Desolation is the sequel to A Memory Called Empire, which won the Hugo for best novel in 2020. I actually think Desolation is a superior book, and it touches on several themes that are near to my heart (first contact, alien intelligences, interstellar conflict, and novel social structures, among others).
One thing that separates Memory from Desolation is the POV characters — the former is mostly all free indirect discourse with Marit, but the latter swaps POV characters every chapter. The POV characters are very good, and I especially enjoyed the new fleet yaotlek (admiral).
The thing the book has me thinking about more than I usually do is culturally mandated behaviors that denote when a person is part of the "in" group. In the empire it's all about certain types of lyrical language and body language, but it all seems to be fairly codified. In the US at the present time we don't have unifying behaviors like that across the board, but they do exist in various forms. How these behaviors evolve is complex and interesting.
The book is so good at discussing body language that a friend of mine said "The book made me want to go into the bathroom and practice smiles in the mirror".
The actual plot itself wasn't super novel, although I think it treats hive minds with a little more respect than most stories that use the trope. The thing where the aliens kill a settlement because they don't think they're people reminded me strongly of the Ender's Game series, even though the type of hive mind in that was very different. I'd have liked it if they talked a little more about the reasoning behind the settlement murder from the aliens' perspective.
I also thought Martine did a great job of conveying how military officers are required to make significant decisions without enough data, and how that results in a drastically different worldview than that of an academic.
And finally, the prose was wonderful. Little things like "You think these aliens are offensive; your word for offensive is 'wasteful'". Just so good. I highly, highly recommend this novel.

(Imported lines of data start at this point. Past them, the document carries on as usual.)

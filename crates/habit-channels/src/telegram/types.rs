//! Telegram Bot API deserialization types.

use serde::Deserialize;

#[derive(Debug, Deserialize)]
pub(crate) struct TgResponse<T> {
    pub ok: bool,
    pub result: Option<T>,
    pub description: Option<String>,
}

#[derive(Debug, Deserialize)]
pub(crate) struct TgUpdate {
    pub update_id: i64,
    pub message: Option<TgMessage>,
    pub callback_query: Option<TgCallbackQuery>,
}

#[derive(Debug, Deserialize)]
pub(crate) struct TgMessage {
    pub message_id: i64,
    pub from: Option<TgUser>,
    pub chat: TgChat,
    pub text: Option<String>,
}

#[derive(Debug, Deserialize)]
pub(crate) struct TgCallbackQuery {
    pub id: String,
    pub from: TgUser,
    /// Absent when the keyboard message is too old.
    pub message: Option<TgMessage>,
    pub data: Option<String>,
}

#[derive(Debug, Deserialize)]
pub(crate) struct TgUser {
    pub id: i64,
    #[serde(default)]
    pub is_bot: bool,
    pub first_name: String,
    pub last_name: Option<String>,
    pub username: Option<String>,
}

impl TgUser {
    /// `@username` if set, otherwise the full name.
    pub fn display_name(&self) -> String {
        if let Some(ref un) = self.username {
            format!("@{un}")
        } else if let Some(ref ln) = self.last_name {
            format!("{} {ln}", self.first_name)
        } else {
            self.first_name.clone()
        }
    }
}

#[derive(Debug, Deserialize)]
pub(crate) struct TgChat {
    pub id: i64,
    /// Chat type: "private", "group", "supergroup", or "channel".
    #[serde(default, rename = "type")]
    pub chat_type: String,
}

/// The `result` of `sendMessage`/`sendDocument`, only the fields we use.
#[derive(Debug, Deserialize)]
pub(crate) struct TgSentMessage {
    pub message_id: i64,
    pub chat: TgChat,
}
//! /export: the sender's entries as a CSV document.

use super::{CommandContext, Reply};
use crate::i18n::Category;
use habit_core::{error::HabitError, language::Language, message::Document};
use habit_memory::HabitEntry;
use tracing::info;

const CSV_HEADER: &str = "id,entry_date,created_at,notes";

pub(super) async fn handle_export(
    ctx: &CommandContext<'_>,
    lang: Language,
) -> Result<Option<Reply>, HabitError> {
    let entries = ctx.store.list_entries(ctx.sender_id).await?;
    if entries.is_empty() {
        return Ok(Some(Reply::text(ctx.locales.text(
            lang,
            Category::General,
            "export_empty",
            &[],
        ))));
    }

    let document = Document {
        filename: format!("habit_entries_{}.csv", ctx.store.today().format("%Y%m%d")),
        data: entries_csv(&entries).into_bytes(),
        caption: ctx
            .locales
            .text(lang, Category::General, "export_caption", &[]),
    };
    ctx.channel.send_document(ctx.chat_id, document).await?;
    info!(
        "exported {} entries for user {}",
        entries.len(),
        ctx.sender_id
    );
    Ok(None)
}

pub(super) fn entries_csv(entries: &[HabitEntry]) -> String {
    let mut out = String::from(CSV_HEADER);
    out.push('\n');
    for entry in entries {
        out.push_str(&format!(
            "{},{},{},{}\n",
            entry.id,
            entry.entry_date,
            entry.created_at.to_rfc3339(),
            csv_field(entry.notes.as_deref().unwrap_or_default()),
        ));
    }
    out
}

/// Quote a field if it contains a separator, quote, or line break.
fn csv_field(value: &str) -> String {
    if value.contains([',', '"', '\n', '\r']) {
        format!("\"{}\"", value.replace('"', "\"\""))
    } else {
        value.to_string()
    }
}
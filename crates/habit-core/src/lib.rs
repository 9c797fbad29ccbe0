//! # habit-core
//!
//! Core types, traits, configuration, and error handling for habitbot.

pub mod config;
pub mod error;
pub mod language;
pub mod message;
pub mod traits;
//! Test doubles shared by the binary's unit tests.

use async_trait::async_trait;
use habit_core::{
    error::HabitError,
    message::{Document, MessageHandle, OutgoingMessage, Update},
    traits::Channel,
};
use std::sync::atomic::{AtomicBool, AtomicI64, AtomicU32, Ordering};
use std::sync::Mutex;
use tokio::sync::mpsc;

/// In-memory channel that records everything sent through it.
#[derive(Default)]
pub struct FakeChannel {
    next_id: AtomicI64,
    pub sent: Mutex<Vec<OutgoingMessage>>,
    pub documents: Mutex<Vec<(i64, Document)>>,
    pub answered: Mutex<Vec<(String, Option<String>)>>,
    pub deleted: Mutex<Vec<(i64, i64)>>,
    /// Number of upcoming sends that fail.
    pub fail_next: AtomicU32,
    /// Every send fails while set.
    pub fail_all: AtomicBool,
    /// Document uploads fail while set.
    pub fail_documents: AtomicBool,
    updates: Mutex<Option<mpsc::Receiver<Update>>>,
    pub stopped: AtomicBool,
}

impl FakeChannel {
    pub fn new() -> Self {
        Self {
            next_id: AtomicI64::new(100),
            ..Default::default()
        }
    }

    /// A channel whose `start()` yields `updates` and then closes.
    pub fn with_updates(updates: Vec<Update>) -> Self {
        let (tx, rx) = mpsc::channel(updates.len().max(1));
        for update in updates {
            tx.try_send(update).unwrap();
        }
        let channel = Self::new();
        *channel.updates.lock().unwrap() = Some(rx);
        channel
    }

    /// Texts of all sent messages, in order.
    pub fn texts(&self) -> Vec<String> {
        self.sent
            .lock()
            .unwrap()
            .iter()
            .map(|m| m.text.clone())
            .collect()
    }

    pub fn last_sent(&self) -> Option<OutgoingMessage> {
        self.sent.lock().unwrap().last().cloned()
    }
}

#[async_trait]
impl Channel for FakeChannel {
    fn name(&self) -> &str {
        "fake"
    }

    async fn start(&self) -> Result<mpsc::Receiver<Update>, HabitError> {
        match self.updates.lock().unwrap().take() {
            Some(rx) => Ok(rx),
            None => {
                let (_tx, rx) = mpsc::channel(1);
                Ok(rx)
            }
        }
    }

    async fn send(&self, message: OutgoingMessage) -> Result<MessageHandle, HabitError> {
        if self.fail_all.load(Ordering::SeqCst) {
            return Err(HabitError::Channel("fake send failure".into()));
        }
        let failing = self
            .fail_next
            .fetch_update(Ordering::SeqCst, Ordering::SeqCst, |n| n.checked_sub(1))
            .is_ok();
        if failing {
            return Err(HabitError::Channel("fake send failure".into()));
        }

        let handle = MessageHandle {
            chat_id: message.chat_id,
            message_id: self.next_id.fetch_add(1, Ordering::SeqCst),
        };
        self.sent.lock().unwrap().push(message);
        Ok(handle)
    }

    async fn send_document(&self, chat_id: i64, document: Document) -> Result<(), HabitError> {
        if self.fail_documents.load(Ordering::SeqCst) {
            return Err(HabitError::Channel("fake upload failure".into()));
        }
        self.documents.lock().unwrap().push((chat_id, document));
        Ok(())
    }

    async fn answer_callback(
        &self,
        callback_id: &str,
        text: Option<&str>,
    ) -> Result<(), HabitError> {
        self.answered
            .lock()
            .unwrap()
            .push((callback_id.to_string(), text.map(str::to_string)));
        Ok(())
    }

    async fn delete_message(&self, chat_id: i64, message_id: i64) -> Result<(), HabitError> {
        self.deleted.lock().unwrap().push((chat_id, message_id));
        Ok(())
    }

    async fn stop(&self) -> Result<(), HabitError> {
        self.stopped.store(true, Ordering::SeqCst);
        Ok(())
    }
}
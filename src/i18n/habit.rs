//! Habit phrase matching.

use habit_core::language::Language;

/// Phrases that report a habit occurrence in English.
pub const ENGLISH_HABIT_PATTERNS: &[&str] = &[
    "i did it",
    "did it",
    "slipped up",
    "had the habit",
    "relapsed",
    "fell back",
    "messed up",
    "gave in",
    "happened again",
    "went back to it",
    "did the thing",
    "broke my streak",
    "couldn't resist",
    "lost control",
];

/// Phrases that report a habit occurrence in Arabic.
pub const ARABIC_HABIT_PATTERNS: &[&str] = &[
    "فعلتها",
    "عملتها",
    "انتكست",
    "مارست العادة",
    "رجعت",
    "سقطت",
    "ضعفت",
    "لم أقاوم",
    "ما قدرت أقاوم",
    "حصلت مرة ثانية",
];

fn patterns(lang: Language) -> &'static [&'static str] {
    match lang {
        Language::English => ENGLISH_HABIT_PATTERNS,
        Language::Arabic => ARABIC_HABIT_PATTERNS,
    }
}

/// True if `text` contains one of `lang`'s habit phrases, ignoring case.
pub fn is_habit_message(text: &str, lang: Language) -> bool {
    if text.trim().is_empty() {
        return false;
    }
    let lower = text.to_lowercase();
    patterns(lang).iter().any(|p| lower.contains(p))
}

3. The Galaxy, and the Ground Within

This one is the fourth book in a series of novels by Becky Chambers, so it's going to be hard to do a fully standalone review, but I'll give it a shot. I read the first book in the series (The Long Way to a Small, Angry Planet), which was a pleasant romp through the galaxy with a kind of found-family Star Trek vibe. This book has a similar vibe, but takes place within a planetary environment and is even more cosy.
The book was aggressively slice-of-life — the framing device of the orbital ablation cascade was not really a plot at all, but the author pulled it off.
It was wonderful how Chambers wove together so many different stories about culture clashes and philosophical differences in such a concise package.
These days I'm always a sucker for stories that pull on my parental strings, and there was a mother/child subplot (Roveg/Ouloo) that touched me particularly deeply.
There was also a deep argument between two of the characters (Pei and Speaker) that felt very true-to-life, and left me thinking about the line between respecting someone's difference of opinion and writing them off as a dangerous nutjob.
Since this is CSF I'd be remiss if I didn't touch on plausibility. This series of books is not strong on science/engineering realism, and I knew what I was getting into with this book and so tried to adjust my suspension of disbelief accordingly. But really, a methane-breathing species being able to eat the same foods as creatures with human catabolic processes? that one was too much for me, even more so than the clarketech "slap patches" that are capable of remote cellular-level manipulations of neurons via some unspecified force(s). But that's not really what this series is about, so it didn't severely impact my enjoyment of the book. Highly recommended.

4. A Master of Djinn

This was a straightforward fun fantasy mystery adventure about a world where magical creatures exist — the book is set in Egypt, so the regional magical creatures are Djinn, but each geographic area of the earth has its own set of magical creatures from local storytelling traditions. The book was well-executed and polished, but telegraphed everything so far in advance that it took some of the fun out of the story.
I also felt there was a lot of "OK, this is a showdown, we're ending this fight here and now" throughout the book. The fight scenes just felt a little goofy.
I liked the world-building a lot. I'm not generally into steampunk, but this seemed like a top-notch example. All the nations having their different types of magical storytelling traditions and having that reflected in their magical abilities was great, I'd have liked to see more of that — the German goblins, the French fae, etc.
I also didn't realize this was not the first story set in this universe with these characters until they started talking about the angel portal death machine or whatever, so I looked it up. Turns out there was a tor.com short with Fatma that precedes this book, called A Dead Djinn in Cairo.
This book doesn't rank high on my novelty/plausibility axes, but it seems like a solid example of its genre and what it's trying to do.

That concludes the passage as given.